Inaccurate MAR Documentation for Medications After Resident Transfer
Penalty
Summary
The deficiency involves the facility’s failure to maintain an accurate medical record regarding medication administration for a resident with severe cognitive impairment and multiple diagnoses, including acute respiratory failure with hypoxia, hypertension, and bipolar disorder. The resident was admitted in late September and discharged in early March. On the day of discharge, nursing documentation shows that the resident was transferred to a local hospital in the mid-afternoon due to behavioral symptoms, with a discharge note at 3:33 PM and a nursing progress note at 3:38 PM confirming that EMTs responded to a 911 call, the resident’s guardian consented to transfer, and the physician and DON were notified. The resident was transported to the hospital via stretcher and was no longer in the facility after that time.

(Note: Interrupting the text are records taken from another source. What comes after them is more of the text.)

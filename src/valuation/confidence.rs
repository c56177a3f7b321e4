//! Composite confidence score: six independently weighted components whose
//! caps sum to 100, with the total clamped at 95. Market data is inherently
//! noisy, so absolute certainty is never reported.

use rust_decimal::prelude::*;

use crate::core::types::{ConfidenceBreakdown, NormalizedRequest, QualityListing, TitleStatus};
use crate::valuation::stats::price_variance;

const VOLUME_CAP: f64 = 30.0;
const VARIANCE_CAP: f64 = 20.0;
const TRUST_CAP: f64 = 20.0;
const MILEAGE_CAP: f64 = 10.0;
const CONDITION_CAP: f64 = 10.0;
const TITLE_CAP: f64 = 10.0;

const VOLUME_SATURATION: f64 = 10.0;
const MILEAGE_PROXIMITY_MILES: i64 = 15_000;
const SCORE_CEILING: f64 = 95.0;

#[derive(Default)]
pub struct ConfidenceScorer;

impl ConfidenceScorer {
    pub fn new() -> Self {
        Self
    }

    pub fn score(
        &self,
        listings: &[QualityListing],
        request: &NormalizedRequest,
    ) -> (u8, ConfidenceBreakdown) {
        let n = listings.len() as f64;

        let listing_volume = (n / VOLUME_SATURATION).min(1.0) * VOLUME_CAP;

        // Tighter price clustering scores higher; the spread is judged
        // relative to the squared top price so the component is unitless.
        let listing_variance = if listings.is_empty() {
            0.0
        } else {
            let max_price = listings
                .iter()
                .map(|l| l.price().to_f64().unwrap_or(0.0))
                .fold(0.0_f64, f64::max);
            if max_price > 0.0 {
                (1.0 - price_variance(listings) / (max_price * max_price)).max(0.0) * VARIANCE_CAP
            } else {
                0.0
            }
        };

        let source_trust = if listings.is_empty() {
            0.0
        } else {
            listings.iter().map(|l| l.trust_weight()).sum::<f64>() / n * TRUST_CAP
        };

        // Listings without a stated mileage do not count as near.
        let mileage_proximity = if listings.is_empty() {
            0.0
        } else {
            let near = listings
                .iter()
                .filter(|l| {
                    l.listing
                        .mileage
                        .map(|m| (m - request.mileage).abs() <= MILEAGE_PROXIMITY_MILES)
                        .unwrap_or(false)
                })
                .count() as f64;
            near / n * MILEAGE_CAP
        };

        // A listing with no stated condition is assumed compatible.
        let condition_match = if listings.is_empty() {
            0.0
        } else {
            let wanted = request.condition.as_str();
            let matching = listings
                .iter()
                .filter(|l| match l.listing.condition.as_deref() {
                    Some(c) => c.trim().to_lowercase().replace(' ', "_") == wanted,
                    None => true,
                })
                .count() as f64;
            matching / n * CONDITION_CAP
        };

        let title_status = match request.title_status {
            TitleStatus::Clean => 1.0,
            TitleStatus::Rebuilt => 0.7,
            TitleStatus::Salvage => 0.3,
            _ => 0.8,
        } * TITLE_CAP;

        let breakdown = ConfidenceBreakdown {
            listing_volume,
            listing_variance,
            source_trust,
            mileage_proximity,
            condition_match,
            title_status,
        };

        let total = breakdown.total().min(SCORE_CEILING).max(0.0);
        (total.round() as u8, breakdown)
    }
}

#[cfg(test)]
mod tests {
    use super::*;
    use crate::core::types::{Condition, NormalizedVehicle, RawListing};
    use rust_decimal::Decimal;

    fn request(condition: Condition, title: TitleStatus) -> NormalizedRequest {
        NormalizedRequest {
            vin: "1HGCM82633A004352".to_string(),
            zip_code: "90210".to_string(),
            mileage: 45_000,
            condition,
            title_status: title,
            vehicle: NormalizedVehicle {
                make: "toyota".to_string(),
                model: "camry".to_string(),
                year: 2019,
                trim: None,
                fuel_type: None,
            },
            as_of_year: 2024,
        }
    }

    fn quality(price: i64, mileage: Option<i64>, condition: Option<&str>, weight: f64) -> QualityListing {
        QualityListing {
            listing: RawListing {
                price: Decimal::from(price),
                mileage,
                year: Some(2019),
                trim: None,
                condition: condition.map(|c| c.to_string()),
                source: "cargurus".to_string(),
                source_trust_weight: Some(weight),
                url: None,
                location: None,
                vin: None,
                dealer_name: None,
            },
        }
    }

    #[test]
    fn volume_component_saturates_at_ten_listings() {
        let scorer = ConfidenceScorer::new();
        let req = request(Condition::Good, TitleStatus::Clean);

        let five: Vec<QualityListing> =
            (0..5).map(|_| quality(19_000, Some(45_000), None, 0.9)).collect();
        let (_, b5) = scorer.score(&five, &req);
        assert!((b5.listing_volume - 15.0).abs() < 1e-9);

        let twelve: Vec<QualityListing> =
            (0..12).map(|_| quality(19_000, Some(45_000), None, 0.9)).collect();
        let (_, b12) = scorer.score(&twelve, &req);
        assert!((b12.listing_volume - 30.0).abs() < 1e-9);
    }

    #[test]
    fn score_never_exceeds_ninety_five() {
        let scorer = ConfidenceScorer::new();
        let req = request(Condition::Good, TitleStatus::Clean);
        // Ideal data: many identical, near, trusted, condition-matching listings.
        let listings: Vec<QualityListing> = (0..20)
            .map(|_| quality(19_000, Some(45_000), Some("good"), 1.0))
            .collect();
        let (score, breakdown) = scorer.score(&listings, &req);
        assert!(breakdown.total() > 95.0);
        assert_eq!(score, 95);
    }

    #[test]
    fn title_component_follows_table() {
        let scorer = ConfidenceScorer::new();
        let listings = vec![quality(19_000, Some(45_000), None, 0.9)];

        let (_, clean) = scorer.score(&listings, &request(Condition::Good, TitleStatus::Clean));
        assert!((clean.title_status - 10.0).abs() < 1e-9);

        let (_, rebuilt) = scorer.score(&listings, &request(Condition::Good, TitleStatus::Rebuilt));
        assert!((rebuilt.title_status - 7.0).abs() < 1e-9);

        let (_, salvage) = scorer.score(&listings, &request(Condition::Good, TitleStatus::Salvage));
        assert!((salvage.title_status - 3.0).abs() < 1e-9);

        let (_, flood) = scorer.score(&listings, &request(Condition::Good, TitleStatus::Flood));
        assert!((flood.title_status - 8.0).abs() < 1e-9);
    }

    #[test]
    fn mileage_proximity_counts_only_known_near_listings() {
        let scorer = ConfidenceScorer::new();
        let req = request(Condition::Good, TitleStatus::Clean);
        let listings = vec![
            quality(19_000, Some(50_000), None, 0.9), // within 15k
            quality(19_000, Some(70_000), None, 0.9), // 25k off
            quality(19_000, None, None, 0.9),         // unknown -> not near
            quality(19_000, Some(44_000), None, 0.9), // within 15k
        ];
        let (_, breakdown) = scorer.score(&listings, &req);
        // 2 of 4 near -> 5.0 of the 10-point cap.
        assert!((breakdown.mileage_proximity - 5.0).abs() < 1e-9);
    }

    #[test]
    fn condition_mismatches_lower_the_component() {
        let scorer = ConfidenceScorer::new();
        let req = request(Condition::Good, TitleStatus::Clean);
        let listings = vec![
            quality(19_000, Some(45_000), Some("good"), 0.9),
            quality(19_000, Some(45_000), Some("fair"), 0.9),
            quality(19_000, Some(45_000), None, 0.9), // absent counts as match
            quality(19_000, Some(45_000), Some("Very Good"), 0.9),
        ];
        let (_, breakdown) = scorer.score(&listings, &req);
        // 2 of 4 compatible -> 5.0 of the 10-point cap.
        assert!((breakdown.condition_match - 5.0).abs() < 1e-9);
    }

    #[test]
    fn tight_clustering_beats_wide_spread() {
        let scorer = ConfidenceScorer::new();
        let req = request(Condition::Good, TitleStatus::Clean);

        let tight: Vec<QualityListing> = [19_000, 19_100, 19_200]
            .iter()
            .map(|p| quality(*p, Some(45_000), None, 0.9))
            .collect();
        let wide: Vec<QualityListing> = [5_000, 19_000, 60_000]
            .iter()
            .map(|p| quality(*p, Some(45_000), None, 0.9))
            .collect();

        let (_, tight_b) = scorer.score(&tight, &req);
        let (_, wide_b) = scorer.score(&wide, &req);
        assert!(tight_b.listing_variance > wide_b.listing_variance);
    }
}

Despite the resident’s transfer out of the building that afternoon, the March Medication Administration Record (MAR) documented that bedtime doses of magnesium oxide 400 mg BID for hypomagnesemia, metoprolol tartrate 100 mg BID for tachycardia, and Seroquel 25 mg BID for bipolar disorder were administered by an LPN at bedtime that same day. The LPN assigned to the second shift stated that bedtime medications were to be given at 9 PM, with a one-hour window before or after, but could not recall whether the resident was in the building around that time. The DON confirmed that the facility’s bedtime medication administration window was between 7 PM and 10 PM and, upon reviewing the MAR and progress notes, questioned how the medications could have been administered when the resident had already been transferred to the hospital, indicating that someone documented administration of medications after the resident had been discharged from the facility.